How successful was the actual sampling? Very! On nearly all variables, the actual sample was within 1 percentage point of the population values. The largest discrepancy occurred on SES where the sample was off by 2.1%, under-sampling those with more than a HS education. In calculation of the norms tables, sample weights were calculated to perfectly mimic the population data.

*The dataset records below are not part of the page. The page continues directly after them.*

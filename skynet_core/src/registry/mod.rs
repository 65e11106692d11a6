//! The signed mutable registry.
//!
//! [`RegistryApi`] is the transport seam: it moves signed entries to and
//! from wherever the registry lives (a portal over HTTP, an in-memory map in
//! tests) and makes no trust decisions. [`RegistryClient`] sits on top of
//! any transport and is the trust boundary: nothing it returns has skipped
//! signature verification.

pub mod types;

use async_trait::async_trait;
use tracing::{debug, warn};

use crate::error::{Error, Result, ResultExt};
use crate::keys::{PrivateKey, PublicKey};
use types::{RegistryEntry, SignedEntry};

/// Transport for registry entries.
///
/// # Semantics
///
/// - `get` returns `Ok(None)` when no entry exists for the slot. Returned
///   entries are *unverified*; the `data_key` field is the plaintext key the
///   caller asked for, since remote registries only ever see its hash.
/// - `set` publishes an already signed entry. Remote registries are expected
///   to reject entries whose revision does not exceed the stored one.
#[async_trait]
pub trait RegistryApi: std::fmt::Debug + Send + Sync {
    async fn get(&self, public_key: &PublicKey, data_key: &str) -> Result<Option<SignedEntry>>;

    async fn set(&self, public_key: &PublicKey, entry: SignedEntry) -> Result<()>;
}

#[async_trait]
impl<T: RegistryApi + ?Sized + Send + Sync> RegistryApi for std::sync::Arc<T> {
    async fn get(&self, public_key: &PublicKey, data_key: &str) -> Result<Option<SignedEntry>> {
        (**self).get(public_key, data_key).await
    }

    async fn set(&self, public_key: &PublicKey, entry: SignedEntry) -> Result<()> {
        (**self).set(public_key, entry).await
    }
}

#[async_trait]
impl<T: RegistryApi + ?Sized + Send + Sync> RegistryApi for Box<T> {
    async fn get(&self, public_key: &PublicKey, data_key: &str) -> Result<Option<SignedEntry>> {
        (**self).get(public_key, data_key).await
    }

    async fn set(&self, public_key: &PublicKey, entry: SignedEntry) -> Result<()> {
        (**self).set(public_key, entry).await
    }
}

/// Verifying registry client over any [`RegistryApi`] transport.
///
/// Holds no state besides the transport; concurrent writers to the same
/// slot race, and the remote registry decides which revision wins.
#[derive(Debug, Clone)]
pub struct RegistryClient<R> {
    registry: R,
}

impl<R: RegistryApi> RegistryClient<R> {
    pub fn new(registry: R) -> Self {
        Self { registry }
    }

    pub fn registry(&self) -> &R {
        &self.registry
    }

    /// Fetches the entry at `(public_key, data_key)` and checks its
    /// signature.
    ///
    /// Returns `Ok(None)` if the slot is empty and
    /// [`Error::SignatureVerification`] if the entry does not carry a valid
    /// signature by `public_key`.
    pub async fn get_entry(
        &self,
        public_key: &PublicKey,
        data_key: &str,
    ) -> Result<Option<SignedEntry>> {
        let Some(signed) = self
            .registry
            .get(public_key, data_key)
            .await
            .context("could not get registry entry")?
        else {
            debug!(%public_key, data_key, "registry entry not found");
            return Ok(None);
        };

        if !signed.verify(public_key)? {
            warn!(
                %public_key,
                data_key,
                revision = signed.entry.revision,
                "rejecting registry entry with invalid signature"
            );
            return Err(Error::SignatureVerification);
        }
        Ok(Some(signed))
    }

    /// Signs `entry` with `private_key` and publishes it.
    ///
    /// There is no retry: a rejected revision means another writer got there
    /// first, and the caller has to decide what to do about that.
    pub async fn set_entry(&self, private_key: &PrivateKey, entry: RegistryEntry) -> Result<()> {
        let public_key = private_key.public_key();
        debug!(
            %public_key,
            data_key = %entry.data_key,
            revision = entry.revision,
            "publishing registry entry"
        );
        let signed = entry.sign(private_key);
        self.registry
            .set(&public_key, signed)
            .await
            .context("could not set registry entry")
    }
}
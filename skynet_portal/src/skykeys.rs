//! Skykey management endpoints.
//!
//! Skykeys are encryption keys stored by the portal's skykey manager and
//! referenced by name or id when uploading and downloading.

use std::fmt;
use std::str::FromStr;

use reqwest::Method;
use serde::{Deserialize, Serialize};
use skynet_core::{Error, Result, ResultExt};

use crate::PortalClient;
use crate::config::{
    ADD_SKYKEY_ENDPOINT, CREATE_SKYKEY_ENDPOINT, GET_SKYKEY_ENDPOINT, LIST_SKYKEYS_ENDPOINT,
    PortalOptions, SkykeyOptions,
};

#[derive(Debug, Clone, PartialEq, Eq, Serialize, Deserialize)]
pub struct Skykey {
    /// The base64-encoded key.
    pub skykey: String,
    pub name: String,
    pub id: String,
    #[serde(rename = "type")]
    pub key_type: String,
}

#[derive(Debug, Clone, Copy, PartialEq, Eq)]
pub enum SkykeyType {
    PublicId,
    PrivateId,
}

impl SkykeyType {
    pub fn as_str(&self) -> &'static str {
        match self {
            Self::PublicId => "public-id",
            Self::PrivateId => "private-id",
        }
    }
}

impl fmt::Display for SkykeyType {
    fn fmt(&self, f: &mut fmt::Formatter<'_>) -> fmt::Result {
        f.write_str(self.as_str())
    }
}

impl FromStr for SkykeyType {
    type Err = Error;

    fn from_str(s: &str) -> Result<Self> {
        match s {
            "public-id" => Ok(Self::PublicId),
            "private-id" => Ok(Self::PrivateId),
            other => Err(Error::InvalidInput(format!(
                "unknown skykey type {other:?}, expected public-id or private-id"
            ))),
        }
    }
}

#[derive(Debug, Deserialize)]
struct ListSkykeysResponse {
    #[serde(default)]
    skykeys: Vec<Skykey>,
}

/// Fills in the default endpoint path of a skykey call.
fn endpoint(opts: &SkykeyOptions, default_path: &str) -> PortalOptions {
    let mut portal = opts.portal.clone();
    portal.endpoint_path.get_or_insert_with(|| default_path.to_owned());
    portal
}

impl PortalClient {
    /// Stores a base64-encoded skykey with the portal's skykey manager.
    pub async fn add_skykey(&self, skykey: &str, opts: &SkykeyOptions) -> Result<()> {
        self.request(
            Method::POST,
            &endpoint(opts, ADD_SKYKEY_ENDPOINT),
            "",
            &[("skykey", skykey.to_owned())],
        )
        .execute()
        .await
        .context("could not add skykey")?;
        Ok(())
    }

    /// Creates a new skykey stored under `name`.
    pub async fn create_skykey(
        &self,
        name: &str,
        key_type: SkykeyType,
        opts: &SkykeyOptions,
    ) -> Result<Skykey> {
        let query = [
            ("name", name.to_owned()),
            ("type", key_type.as_str().to_owned()),
        ];
        self.request(Method::POST, &endpoint(opts, CREATE_SKYKEY_ENDPOINT), "", &query)
            .execute()
            .await?
            .json("skykey")
            .await
            .context("could not create skykey")
    }

    pub async fn get_skykey_by_name(&self, name: &str, opts: &SkykeyOptions) -> Result<Skykey> {
        self.get_skykey(("name", name), opts)
            .await
            .context(format!("could not get skykey {name:?}"))
    }

    pub async fn get_skykey_by_id(&self, id: &str, opts: &SkykeyOptions) -> Result<Skykey> {
        self.get_skykey(("id", id), opts)
            .await
            .context(format!("could not get skykey with id {id}"))
    }

    async fn get_skykey(&self, (param, value): (&str, &str), opts: &SkykeyOptions) -> Result<Skykey> {
        self.request(
            Method::GET,
            &endpoint(opts, GET_SKYKEY_ENDPOINT),
            "",
            &[(param, value.to_owned())],
        )
        .execute()
        .await?
        .json("skykey")
        .await
    }

    pub async fn list_skykeys(&self, opts: &SkykeyOptions) -> Result<Vec<Skykey>> {
        let response: ListSkykeysResponse = self
            .request(Method::GET, &endpoint(opts, LIST_SKYKEYS_ENDPOINT), "", &[])
            .execute()
            .await?
            .json("skykey list")
            .await
            .context("could not list skykeys")?;
        Ok(response.skykeys)
    }
}
use std::{fs, io::Write, path::Path};

use anyhow::{Context, Result};
use clap::Subcommand;
use skynet_core::PrivateKey;
use skynet_portal::DEFAULT_PORTAL_URL;
use toml_edit::{DocumentMut, Item, Table};
use tracing::info;

#[derive(Subcommand)]
pub enum CmdConfig {
    /// Creates the config file if it doesn't exist and generates a key pair
    Init {
        /// Portal to write into the config, if none is set yet
        #[arg(long, value_name = "URL")]
        portal: Option<String>,
    },
}

impl CmdConfig {
    pub fn run(self, config_file: &Path) -> Result<()> {
        let mut doc = if config_file.exists() {
            fs::read_to_string(config_file)?
        } else {
            if let Some(parent) = config_file.parent() {
                fs::create_dir_all(parent)?;
            }
            String::new()
        }
        .parse::<DocumentMut>()
        .context("could not parse config file")?;

        match self {
            Self::Init { portal } => {
                let portal_table = doc
                    .entry("portal")
                    .or_insert(Item::Table(Table::new()))
                    .as_table_mut()
                    .context("[portal] in config file is not a table")?;
                if !portal_table.contains_key("url") {
                    let url = portal.as_deref().unwrap_or(DEFAULT_PORTAL_URL);
                    portal_table.insert("url", url.into());
                }

                let identity = doc
                    .entry("identity")
                    .or_insert(Item::Table(Table::new()))
                    .as_table_mut()
                    .context("[identity] in config file is not a table")?;
                let key_file_name = match identity.get("private_key_file").and_then(|i| i.as_str())
                {
                    Some(name) => name.to_owned(),
                    None => {
                        let name = key_file_name(config_file);
                        identity.insert("private_key_file", name.as_str().into());
                        name
                    }
                };

                let key_file = config_file
                    .parent()
                    .unwrap_or_else(|| Path::new("."))
                    .join(&key_file_name);
                if !key_file.exists() {
                    info!("generating key pair in {key_file:?}");
                    let key = PrivateKey::generate().context("could not generate key pair")?;
                    fs::write(&key_file, format!("{}\n", key.to_hex()))
                        .with_context(|| format!("could not write {}", key_file.display()))?;
                    println!("public key: {}", key.public_key().to_specifier());
                }
            }
        }

        info!("writing to config file {config_file:?}");

        let tmp_path = config_file.with_extension("tmp");
        let mut tmp = fs::OpenOptions::new()
            .write(true)
            .create(true)
            .truncate(true)
            .open(&tmp_path)?;
        tmp.write_all(doc.to_string().as_bytes())?;
        tmp.sync_all()?;
        fs::rename(&tmp_path, config_file)?;
        Ok(())
    }
}

fn key_file_name(config_file: &Path) -> String {
    let stem = config_file
        .file_stem()
        .map(|s| s.to_string_lossy().into_owned())
        .unwrap_or_else(|| "skynet".to_owned());
    format!("{stem}.privatekey")
}
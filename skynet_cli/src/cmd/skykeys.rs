use anyhow::{Context, Result, anyhow};
use skynet_portal::{PortalClient, Skykey, SkykeyOptions, SkykeyType};

use crate::SkykeysCmd;

fn print_skykey(key: &Skykey) {
    println!("{}\t{}\t{}\t{}", key.name, key.id, key.key_type, key.skykey);
}

pub async fn run_skykeys(cmd: SkykeysCmd, client: &PortalClient) -> Result<()> {
    let opts = SkykeyOptions::default();
    match cmd {
        SkykeysCmd::Add { skykey } => {
            client
                .add_skykey(&skykey, &opts)
                .await
                .context("failed to add skykey")?;
            println!("skykey added");
        }
        SkykeysCmd::Create { name, key_type } => {
            let key_type: SkykeyType = key_type.parse()?;
            let key = client
                .create_skykey(&name, key_type, &opts)
                .await
                .context("failed to create skykey")?;
            print_skykey(&key);
        }
        SkykeysCmd::Get { name, id } => {
            let key = match (name, id) {
                (Some(name), _) => client.get_skykey_by_name(&name, &opts).await,
                (None, Some(id)) => client.get_skykey_by_id(&id, &opts).await,
                (None, None) => return Err(anyhow!("either --name or --id is required")),
            }
            .context("failed to get skykey")?;
            print_skykey(&key);
        }
        SkykeysCmd::List => {
            for key in client
                .list_skykeys(&opts)
                .await
                .context("failed to list skykeys")?
            {
                print_skykey(&key);
            }
        }
    }
    Ok(())
}
use std::path::Path;

use async_trait::async_trait;
use futures::TryStreamExt;
use reqwest::Method;
use skynet_core::{BlobsApi, ByteStream, Error, Result, ResultExt, Skylink};
use tokio::io::AsyncWriteExt;

use crate::PortalClient;
use crate::config::{DownloadOptions, UploadOptions};
use crate::http::transport_error;
use crate::upload::UploadData;

impl PortalClient {
    /// Streams the blob behind `skylink`.
    pub async fn download(&self, skylink: &Skylink, opts: &DownloadOptions) -> Result<ByteStream> {
        let response = self
            .request(
                Method::GET,
                &opts.portal,
                skylink.as_str(),
                &opts.encryption.query(),
            )
            .execute()
            .await
            .context("could not download data")?;

        let timeout = self.options().merged(&opts.portal).timeout;
        let stream = response
            .into_inner()
            .bytes_stream()
            .map_err(move |e| std::io::Error::other(transport_error(e, timeout)));
        Ok(Box::new(Box::pin(stream)))
    }

    /// Downloads the blob behind `skylink` into a new file at `path`.
    pub async fn download_file(
        &self,
        path: impl AsRef<Path>,
        skylink: &Skylink,
        opts: &DownloadOptions,
    ) -> Result<()> {
        let path = path.as_ref();
        let mut stream = self.download(skylink, opts).await?;
        let mut out = tokio::fs::File::create(path)
            .await
            .map_err(Error::from)
            .context(format!("could not create file at {}", path.display()))?;

        let copied: std::io::Result<()> = async {
            while let Some(chunk) = stream.try_next().await? {
                out.write_all(&chunk).await?;
            }
            out.flush().await
        }
        .await;
        copied
            .map_err(Error::from)
            .context(format!("could not copy data to file at {}", path.display()))
    }
}

#[async_trait]
impl BlobsApi for PortalClient {
    async fn upload(&self, name: &str, stream: ByteStream) -> Result<Skylink> {
        let mut data = UploadData::new();
        data.add(name, stream);
        PortalClient::upload(self, data, &UploadOptions::default()).await
    }

    async fn download(&self, skylink: &Skylink) -> Result<ByteStream> {
        PortalClient::download(self, skylink, &DownloadOptions::default()).await
    }
}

Summary of Reliability Results The overall reliability of the Koppitz-2 DBGT VMI has been demonstrated to be quite good. Relative to Anastasi and Urbina’s (1997) three sources of test error (content, time, and scorer), the coefficients determined demonstrate very acceptable levels of score reliability. The internal consistency reliability of the VMI is consistently high across demographic classifications as well as various diagnostic groups. The magnitude of these reliability coefficients strongly suggests that the Koppitz DBGT scores generally possess relatively small, acceptable amounts of error and that test users can have confidence in the consistency of Koppitz DBGT results when obtained after carefully following the standardized administration and scoring procedures detailed in the manual.